[RECORDS FOR THIS EXERCISE]

//! Bounded retry for recoverable store conflicts.
//!
//! Serialization failures and lock-wait timeouts are rejections, not data
//! loss: the store refused the transaction and the logical operation can be
//! re-run from the start. [`attempt`] converts such rejections into eventual
//! success under an explicit, testable [`RetryPolicy`] instead of ad-hoc
//! catch-and-loop control flow at every call site.
//!
//! Terminal errors (backend unavailable, exhausted optimistic budget,
//! corrupt state) pass through untouched on the first occurrence.
//!
//! # Example
//!
//! ```rust,ignore
//! use contesa::retry::{attempt, RetryPolicy};
//!
//! let policy = RetryPolicy::with_backoff(10, std::time::Duration::from_millis(300));
//! attempt(&policy, || {
//!     strategy.apply(&mut session, key)?;
//!     session.commit()
//! })?;
//! ```

use std::time::Duration;

use crate::error::{CounterError, Result};

/// First-class retry budget and backoff for recoverable conflicts.
#[derive(Debug, Clone, Copy, PartialEq, Eq)]
pub struct RetryPolicy {
    /// Whether conflicts are retried at all. Disabled means one attempt.
    pub enabled: bool,
    /// Total attempts (including the first) when enabled.
    pub max_attempts: u32,
    /// Fixed delay between attempts.
    pub backoff: Duration,
}

impl RetryPolicy {
    /// No retries: a recoverable conflict surfaces to the caller as a
    /// failed attempt.
    pub const fn disabled() -> Self {
        RetryPolicy {
            enabled: false,
            max_attempts: 1,
            backoff: Duration::ZERO,
        }
    }

    /// Ten attempts with a fixed 300 ms backoff.
    pub const fn standard() -> Self {
        RetryPolicy {
            enabled: true,
            max_attempts: 10,
            backoff: Duration::from_millis(300),
        }
    }

    /// A policy with a custom attempt budget and backoff.
    pub const fn with_backoff(max_attempts: u32, backoff: Duration) -> Self {
        RetryPolicy {
            enabled: true,
            max_attempts,
            backoff,
        }
    }

    /// The number of attempts this policy grants.
    pub fn attempts(&self) -> u32 {
        if self.enabled {
            self.max_attempts.max(1)
        } else {
            1
        }
    }
}

impl Default for RetryPolicy {
    /// Retries are opt-in; the default policy performs a single attempt.
    fn default() -> Self {
        Self::disabled()
    }
}

/// Runs `op`, retrying recoverable conflicts under `policy`.
///
/// Exhausting the budget returns
/// [`RetryExhausted`](CounterError::RetryExhausted) wrapping the final
/// conflict. Non-recoverable errors are returned immediately without
/// consuming further attempts.
pub fn attempt<T, F>(policy: &RetryPolicy, mut op: F) -> Result<T>
where
    F: FnMut() -> Result<T>,
{
    let attempts = policy.attempts();
    for attempt in 1..=attempts {
        match op() {
            Ok(value) => return Ok(value),
            Err(err) if err.is_recoverable() => {
                if attempt == attempts {
                    // With retries disabled the conflict itself is the
                    // outcome; only a spent budget is reported as exhausted.
                    if !policy.enabled {
                        return Err(err);
                    }
                    return Err(CounterError::RetryExhausted {
                        attempts,
                        source: Box::new(err),
                    });
                }
                tracing::warn!(attempt, max = attempts, error = %err, "conflict, retrying");
                std::thread::sleep(policy.backoff);
            }
            Err(err) => return Err(err),
        }
    }
    // attempts >= 1, so the loop always returns.
    unreachable!("retry loop exited without a result")
}

#[cfg(test)]
mod tests {
    use super::*;

    fn serialization_failure() -> CounterError {
        CounterError::SerializationFailure { key: 1 }
    }

    #[test]
    fn test_success_on_first_attempt() {
        let policy = RetryPolicy::standard();
        let mut calls = 0;
        let result: Result<u32> = attempt(&policy, || {
            calls += 1;
            Ok(7)
        });
        assert_eq!(result.unwrap(), 7);
        assert_eq!(calls, 1);
    }

    #[test]
    fn test_recovers_after_conflicts() {
        let policy = RetryPolicy::with_backoff(5, Duration::ZERO);
        let mut calls = 0;
        let result: Result<&str> = attempt(&policy, || {
            calls += 1;
            if calls < 3 {
                Err(serialization_failure())
            } else {
                Ok("done")
            }
        });
        assert_eq!(result.unwrap(), "done");
        assert_eq!(calls, 3);
    }

    #[test]
    fn test_budget_exhaustion_wraps_final_conflict() {
        let policy = RetryPolicy::with_backoff(3, Duration::ZERO);
        let mut calls = 0;
        let result: Result<()> = attempt(&policy, || {
            calls += 1;
            Err(serialization_failure())
        });
        assert_eq!(calls, 3);
        match result.unwrap_err() {
            CounterError::RetryExhausted { attempts, source } => {
                assert_eq!(attempts, 3);
                assert!(source.is_recoverable());
            }
            other => panic!("unexpected error: {other}"),
        }
    }

    #[test]
    fn test_terminal_error_not_retried() {
        let policy = RetryPolicy::standard();
        let mut calls = 0;
        let result: Result<()> = attempt(&policy, || {
            calls += 1;
            Err(CounterError::BackendUnavailable("down".into()))
        });
        assert_eq!(calls, 1);
        assert!(matches!(
            result.unwrap_err(),
            CounterError::BackendUnavailable(_)
        ));
    }

    #[test]
    fn test_disabled_policy_is_single_shot() {
        let policy = RetryPolicy::disabled();
        assert_eq!(policy.attempts(), 1);
        let mut calls = 0;
        let result: Result<()> = attempt(&policy, || {
            calls += 1;
            Err(serialization_failure())
        });
        assert_eq!(calls, 1);
        assert!(matches!(
            result.unwrap_err(),
            CounterError::SerializationFailure { .. }
        ));
    }

    #[test]
    fn test_zero_attempts_clamped_to_one() {
        let policy = RetryPolicy::with_backoff(0, Duration::ZERO);
        assert_eq!(policy.attempts(), 1);
    }
}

[/RECORDS FOR THIS EXERCISE]

TASK REQUIREMENTS
Lines that contain "const" should be pulled from the entries above and reported.

ANSWER TO THIS TASK
    pub const fn disabled() -> Self {
    pub const fn standard() -> Self {
    pub const fn with_backoff(max_attempts: u32, backoff: Duration) -> Self {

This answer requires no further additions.